Florida is one of 40 states, including the District of Columbia, that have
adopted the Uniform Trade Secrets Act. The statute provides that "actual or
threatened misappropriation may be enjoined." Fla. Stat. 688.003(1)
(emphasis supplied). The language of the statute itself does not clearly define
what constitutes "threatened misappropriation," and Florida courts
have not precisely defined the term. Courts in approximately 10 other states
have adopted the doctrine of "inevitable disclosure." Under this
doctrine, courts have found a threatened misappropriation when an employee takes
a position with a new employer that will necessarily require the employee to use
his or her former employer's trade secrets. Florida courts have commented that
it is not necessary for an employer to "let the cat out of the bag"
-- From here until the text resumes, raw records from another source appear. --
//! Join paths from attribute tables to geometry sources.
//!
//! Linkages are registered in a second pass once every attribute table of a
//! batch is loaded. Both ends must already be registered, which enforces
//! the load order: geometries first, attributes second, links last.

use std::fmt;

use thiserror::Error;

use crate::database::{Database, DatabaseError};
use crate::schema::{GeometryLinkage, GeometryRelation, GeometrySource, TableInfo};

/// Which end of a linkage a table was expected to be.
#[derive(Debug, Clone, Copy, PartialEq, Eq)]
pub enum TableRole {
    /// A registered geometry source.
    Geometry,
    /// A registered attribute table.
    Attribute,
}

impl fmt::Display for TableRole {
    fn fmt(&self, f: &mut fmt::Formatter<'_>) -> fmt::Result {
        f.write_str(match self {
            Self::Geometry => "geometry source",
            Self::Attribute => "attribute table",
        })
    }
}

/// Errors raised while registering or querying linkages.
#[derive(Debug, Error)]
pub enum LinkageError {
    /// A table is not registered in the expected role.
    #[error("{table} is not a registered {role}")]
    UnknownTable {
        /// Unregistered table.
        table: String,
        /// Role it was expected to play.
        role: TableRole,
    },
    /// The backend failed.
    #[error(transparent)]
    Database(#[from] DatabaseError),
}

fn geometry_source<D>(db: &mut D, table: &str) -> Result<GeometrySource, LinkageError>
where
    D: Database + ?Sized,
{
    db.find_geometry_source(table)?
        .ok_or_else(|| LinkageError::UnknownTable {
            table: table.to_owned(),
            role: TableRole::Geometry,
        })
}

fn attribute_table<D>(db: &mut D, table: &str) -> Result<TableInfo, LinkageError>
where
    D: Database + ?Sized,
{
    db.find_table_info(table)?
        .ok_or_else(|| LinkageError::UnknownTable {
            table: table.to_owned(),
            role: TableRole::Attribute,
        })
}

/// A linkage waiting for the second pass.
#[derive(Debug, Clone, PartialEq, Eq)]
pub struct PendingLinkage {
    /// Geometry table.
    pub geo_table: String,
    /// Join column on the geometry table.
    pub geo_column: String,
    /// Attribute table.
    pub attr_table: String,
    /// Join column on the attribute table.
    pub attr_column: String,
}

impl PendingLinkage {
    fn insert<D>(&self, db: &mut D) -> Result<GeometryLinkage, LinkageError>
    where
        D: Database + ?Sized,
    {
        let source = geometry_source(db, &self.geo_table)?;
        let attribute = attribute_table(db, &self.attr_table)?;
        let linkage = GeometryLinkage {
            geometry_source_id: source.id,
            geo_column: self.geo_column.clone(),
            attribute_table_id: attribute.id,
            attr_column: self.attr_column.clone(),
        };
        db.insert_linkage(&linkage)?;
        Ok(linkage)
    }
}

/// Record that `attr_table.attr_column` joins `geo_table.geo_column`.
///
/// Each call inserts one row; calling twice for the same pair records two.
pub fn link<D>(
    db: &mut D,
    geo_table: &str,
    geo_column: &str,
    attr_table: &str,
    attr_column: &str,
) -> Result<GeometryLinkage, LinkageError>
where
    D: Database + ?Sized,
{
    let linkage = PendingLinkage {
        geo_table: geo_table.to_owned(),
        geo_column: geo_column.to_owned(),
        attr_table: attr_table.to_owned(),
        attr_column: attr_column.to_owned(),
    }
    .insert(db)?;
    db.commit()?;
    log::debug!("linked {attr_table}.{attr_column} to {geo_table}.{geo_column}");
    Ok(linkage)
}

/// Linkages queued during attribute loading.
#[derive(Debug, Clone, Default, PartialEq, Eq)]
pub struct PendingLinkages(Vec<PendingLinkage>);

impl PendingLinkages {
    /// Create an empty queue.
    pub fn new() -> Self {
        Self::default()
    }

    /// Queue a linkage.
    pub fn push(&mut self, linkage: PendingLinkage) {
        self.0.push(linkage);
    }

    /// Number of queued linkages.
    pub fn len(&self) -> usize {
        self.0.len()
    }

    /// Whether nothing is queued.
    pub fn is_empty(&self) -> bool {
        self.0.is_empty()
    }

    /// Queued linkages in insertion order.
    pub fn iter(&self) -> impl Iterator<Item = &PendingLinkage> {
        self.0.iter()
    }

    /// Register every queued linkage and commit once.
    ///
    /// Stops at the first unresolved table; nothing is committed in that
    /// case.
    pub fn register_all<D>(&self, db: &mut D) -> Result<Vec<GeometryLinkage>, LinkageError>
    where
        D: Database + ?Sized,
    {
        let registered = self
            .0
            .iter()
            .map(|pending| pending.insert(db))
            .collect::<Result<Vec<_>, _>>();
        match registered {
            Ok(linkages) => {
                db.commit()?;
                log::info!("registered {} linkages", linkages.len());
                Ok(linkages)
            }
            Err(err) => {
                db.rollback()?;
                Err(err)
            }
        }
    }
}

/// Linkages recorded between a geometry table and an attribute table.
pub fn find_linkages<D>(
    db: &mut D,
    geo_table: &str,
    attr_table: &str,
) -> Result<Vec<GeometryLinkage>, LinkageError>
where
    D: Database + ?Sized,
{
    let source = geometry_source(db, geo_table)?;
    let attribute = attribute_table(db, attr_table)?;
    Ok(db
        .linkages()?
        .into_iter()
        .filter(|linkage| {
            linkage.geometry_source_id == source.id && linkage.attribute_table_id == attribute.id
        })
        .collect())
}

/// Cached overlap between two geometry tables, if one was computed.
pub fn geometry_relation<D>(
    db: &mut D,
    from_table: &str,
    to_table: &str,
) -> Result<Option<GeometryRelation>, LinkageError>
where
    D: Database + ?Sized,
{
    let from = geometry_source(db, from_table)?;
    let to = geometry_source(db, to_table)?;
    Ok(db.find_geometry_relation(from.id, to.id)?)
}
before an injunction can be issued.1
In Fountain, the plaintiff/employer was engaged in the sale of
polyurethane products throughout the United States. The defendant/former
employee had worked as the chief production supervisor for the plaintiff and had
signed as a condition of his employment both a nondisclosure and a noncompete
agreement. The defendant left the plaintiff and began working for a competitor.
The trial court, under both the nondisclosure and noncompete agreements
temporarily enjoined the defendant from disclosing trade secrets and working for
the competitor. The Third District Court of Appeal, upholding the decision,
stated "[i]n short, we think that his knowledge of trade secrets would be
"so intertwined" with his employment as to render ineffective an
injunction directed only toward a prevention of disclosure."2
In the FMC case, Judge Maloney relied on Fountain along with Pepsico
v. Redman...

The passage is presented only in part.